Rainer Nübel: Für mich war bürgerschaftliches Engagement (BE) früher der Jugendtrainer oder Vereinsfunktionär, bis ich vor einem Jahr mit einem Pionier des bürgerschaftlichen Engagements aus Nürtingen ehrenamtlich in europäischen Ländern unterwegs war, um zu schauen, welche Facetten von BE es gibt. Das war mein Aha-Erlebnis. Wir Journalisten nehmen die Proteste der Bürger sehr stark wahr, aber dieser stille Aufbruch, dass Leute sich engagieren, das war für mich – das muss ich selbstkritisch sagen – medial nicht so interessant. Das hat sich durch diese Reise eklatant geändert. Wir müssen auch als Journalisten wieder mehr zu den Leuten gehen.
Ist ein Bürger im Kleinen für die Gesellschaft tätig, ist er bürgerschaftlich engagiert. Tritt er Politikern bei Großprojekten auf die Füße, wird er zum Wutbürger. Haben Sie den Eindruck, dass Bürgerschaftliches Engagement nur nach den Spielregeln der Politik erwünscht ist?

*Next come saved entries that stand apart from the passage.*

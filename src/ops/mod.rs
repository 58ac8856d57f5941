//! Ops commands driving a running coordinator over HTTP

pub mod client;
pub mod leader;
pub mod volume;

pub use client::ControlClient;
pub use leader::{abdicate_and_wait, AbdicationReport};
pub use volume::cleanup_volume;
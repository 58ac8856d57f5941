//! Common utilities and types shared across helmsman

pub mod config;
pub mod error;
pub mod metrics;
pub mod retry;
pub mod tracing_middleware;
pub mod utils;

pub use config::{
    AgentConfig, AgentRole, Config, CoordinatorConfig, ElectionConfig, MemberConfig,
    MemberRole, MembershipConfig, VolumeConfig,
};
pub use error::{BusyReason, Error, Result};
pub use metrics::METRICS;
pub use retry::{Backoff, RetryPolicy};
pub use utils::{parse_duration, timestamp_now_millis, validate_name};
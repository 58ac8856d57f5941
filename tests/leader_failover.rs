//! Leader abdication and re-election across a three member cluster

use helmsman::common::{ElectionConfig, MemberRole, RetryPolicy};
use helmsman::coordinator::election::start_election_tasks;
use helmsman::coordinator::{ElectionEngine, ElectionState, MembershipStore};
use helmsman::Error;
use std::sync::Arc;
use std::time::Duration;

fn cluster() -> Arc<ElectionEngine> {
    let store = Arc::new(MembershipStore::new(Duration::from_secs(60)));
    store.register("m1", "10.0.0.1:8080", MemberRole::LeaderEligible, 0);
    store.register("m2", "10.0.0.2:8080", MemberRole::LeaderEligible, 0);
    store.register("m3", "10.0.0.3:8080", MemberRole::LeaderEligible, 0);
    Arc::new(ElectionEngine::new(store))
}

#[test]
fn test_abdication_elects_a_different_leader() {
    let engine = cluster();
    let first = engine.evaluate();
    assert_eq!(first.leader_id.as_deref(), Some("m3"));

    let superseded = engine.resign("m3").unwrap();
    assert_eq!(superseded.term, 1);
    assert_eq!(engine.status().state, ElectionState::NoLeader);
    assert!(engine.current_leader().is_none());

    let second = engine.evaluate();
    assert_eq!(second.state, ElectionState::LeaderStable);
    assert_eq!(second.leader_id.as_deref(), Some("m2"));
    assert!(second.term > first.term);

    // Abdicate again: the previous leader is eligible once more
    engine.resign("m2").unwrap();
    let third = engine.evaluate();
    assert_eq!(third.leader_id.as_deref(), Some("m3"));

    let terms: Vec<u64> = engine.history().iter().map(|t| t.term).collect();
    assert!(terms.windows(2).all(|w| w[0] < w[1]));
    assert_eq!(terms.len(), 3);
}

#[test]
fn test_stale_abdication_changes_nothing() {
    let engine = cluster();
    engine.evaluate();
    let before = engine.status();

    match engine.resign("m1") {
        Err(Error::StaleLeader { requested, current }) => {
            assert_eq!(requested, "m1");
            assert_eq!(current.as_deref(), Some("m3"));
        }
        other => panic!("expected stale leader, got {:?}", other),
    }
    assert_eq!(engine.status(), before);
    assert_eq!(engine.history().len(), 1);
}

#[test]
fn test_abdication_without_leader_is_stale() {
    let engine = cluster();
    assert!(matches!(
        engine.resign("m3"),
        Err(Error::StaleLeader { current: None, .. })
    ));
}

#[tokio::test]
async fn test_background_loop_replaces_resigned_leader() {
    let engine = cluster();
    let config = ElectionConfig {
        tick_interval_ms: 20,
        tick_jitter_ms: 5,
        reelection_window_ms: 2_000,
    };
    let task = start_election_tasks(engine.clone(), config.clone());

    let mut status = engine.subscribe();
    status
        .wait_for(|s| s.state == ElectionState::LeaderStable)
        .await
        .unwrap();
    let original = engine.status().leader_id.unwrap();

    engine.resign(&original).unwrap();
    let next = engine
        .wait_for_leader_change(&original, &config.reelection_policy())
        .await
        .unwrap();
    assert_ne!(next.leader_id, original);
    assert_eq!(engine.status().leader_id, Some(next.leader_id));

    task.abort();
}

#[tokio::test]
async fn test_leader_change_times_out_without_quorum() {
    let engine = cluster();
    engine.evaluate();
    engine.membership().mark_unreachable("m1").unwrap();
    engine.membership().mark_unreachable("m2").unwrap();
    engine.evaluate();

    let policy = RetryPolicy::fixed(1_000, Duration::from_millis(5))
        .with_deadline(Duration::from_millis(60));
    let err = engine
        .wait_for_leader_change("m3", &policy)
        .await
        .unwrap_err();
    match err {
        Error::Timeout { last_observed, .. } => assert!(last_observed.contains("No quorum")),
        other => panic!("expected timeout, got {:?}", other),
    }
}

Ich glaube, in der Denkweise vieler Politiker ist das so. Einerseits wollen sie den engagierten Bürger, sie bauchen ihn auch, weil gerade im sozialen Bereich ohne solche Aktiven kaum mehr etwas funktioniert. Wenn der Bürger sich tatsächlich protestierend engagiert, dann hätte man ihn lieber ruhig und sehr rational. Da macht die Politik einen großen Fehler nach meiner Wahrnehmung. Aber auch wir Journalisten, weil wir eben sehr stark auf den Protest schauen, zumindest in den überregionalen Medien.
Sie plädieren für das „Gehört-werden“ des Bürgers. Politikern fällt das allgemein schwer. Jetzt ist die Veranstaltung von Stadt und Städtetag am nächsten Donnerstag genau mit diesem Motto überschrieben…
Die Wahrnehmung des Bürgers ist, dass der Politiker zwar immer von Bürgernähe spricht, aber nicht realisiert. Auf lokaler und regionaler Ebene ist zumindest der Wille, dem Bürger sein Ohr zu öffnen, stärker als in der „großen“ Politik. Die neue Landesregierung in Baden-Württemberg hat sich ja genau dieses „Gehört-werden“, den Dialog auf Augenhöhe, auf die Fahne geschrieben. Ich finde diesen Ansatz so wichtig wie notwendig. Deshalb ziehen wir die Konsequenz und gehen im Kleinen – ich will nicht die Welt verändern – den Schritt hin zu den Leuten. Aber nicht, um der Politik was Gutes zu tun. Wir wollen in dieser kostenlosen Veranstaltung eine Atmosphäre schaffen, in der Bürger über ihre eigene Befindlichkeit reden, sagen, wie sie sich die Gesellschaft von morgen vorstellen, was sie verändern wollen. Es ist soviel an Bewegung da, aber oft noch nicht artikuliert. Permanent hört man doch diesen Satz: „Es muss noch etwas anderes geben.“ Das ist eine Chance für die Gesellschaft.
Welche Bürger sollten sich angesprochen fühlen, an dieser Veranstaltung oder an den nachfolgenden in anderen Städten teilzunehmen?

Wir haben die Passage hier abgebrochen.